SPONTANEOUS REMISSION OF GRAVES’ DISEASE FOLLOWING SYSTEMIC LUPUS ERYTHEMATOSUS TREATMENT
A CASE REPORT
DOI:
https://doi.org/10.15605/jafes.040.S1.031Keywords:
Graves’ disease, Systemic lupus erythematosus, Spontaneous remissionAbstract
INTRODUCTION/BACKGROUND
Hyperthyroidism secondary to Graves’ disease is typically managed with thionamides, radioiodine therapy, or thyroidectomy. However, spontaneous remission is uncommon, especially after prolonged thionamide therapy. This case highlights a rare instance of hyperthyroidism remission one year after treatment with steroids for systemic lupus erythematosus (SLE), despite seven years of prior thionamide use.
CASE
A 25-year-old Malay female with type 1 diabetes mellitus (T1DM) and SLE was diagnosed with Graves’ disease at age 15 and treated with carbimazole for seven years. Hyperthyroidism resolved three years before her SLE diagnosis. In 2021, she was diagnosed with Class IV/V lupus nephritis and started on high-dose corticosteroids (methylprednisolone and prednisolone) with cyclophosphamide. One year after initiating steroid therapy, thyroid function tests (TFTs) remained euthyroid without antithyroid medication. Repeat TFTs confirmed continued remission.

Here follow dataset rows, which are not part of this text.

//! Autoplay Binary
//!
//! Plays many games of Set against a simulated player and logs statistics.
//!
//! Options: --games, --skill, --seed, --max-rounds

use clap::Parser;
use set_engine::sim::{AutoplayConfig, AutoplayRunner};

#[derive(Parser, Debug)]
#[command(name = "set-autoplay", about = "Simulate games of Set")]
struct Args {
    /// Number of games to play
    #[arg(short, long, default_value_t = 100)]
    games: usize,

    /// Probability that the simulated player finds a set before the timeout
    #[arg(short, long, default_value_t = 0.5)]
    skill: f64,

    /// Seed of the first game; later games use consecutive seeds
    #[arg(long, default_value_t = 0)]
    seed: u64,

    /// Round limit per game
    #[arg(long, default_value_t = 100)]
    max_rounds: u32,
}

fn main() -> set_engine::Result<()> {
    env_logger::Builder::from_env(env_logger::Env::default().default_filter_or("info")).init();

    let args = Args::parse();
    let config = AutoplayConfig::new()
        .with_games(args.games)
        .with_skill(args.skill)
        .with_max_rounds(args.max_rounds)
        .with_seed_offset(args.seed);

    log::info!(
        "{:<24}{} games, skill {:.2}, seed {}",
        "starting autoplay",
        config.games,
        config.skill,
        config.seed_offset
    );

    let (records, stats) = AutoplayRunner::new(config).run()?;
    let unfinished = records.iter().filter(|r| !r.finished).count();
    if unfinished > 0 {
        log::warn!("{} games hit the round limit", unfinished);
    }
    println!("{}", stats);
    Ok(())
}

Several mechanisms may explain the remission of Graves’ disease in this case. High-dose corticosteroids suppress autoreactive B and T lymphocytes, potentially reducing thyrotropin receptor antibody (TRAb) production and facilitating remission. Additionally, corticosteroids enhance regulatory T-cell (Treg) activity, restoring immune tolerance and reducing autoimmunity. The presence of multiple autoimmune diseases suggests a broader dysregulation of immune function, thus immunosuppressive therapy for SLE may have inadvertently suppressed the pathogenic mechanisms driving Graves’ disease. Lastly, long-standing autoimmunity can lead to immune exhaustion, where autoreactive immune cells become less active over time, potentially contributing to spontaneous remission.
CONCLUSION
Although corticosteroids are not a conventional treatment for hyperthyroidism, their immunomodulatory effects may inadvertently promote disease remission in select cases. This highlights the need for further research to elucidate the potential role of immunosuppressive therapy in achieving sustained remission of autoimmune hyperthyroidism.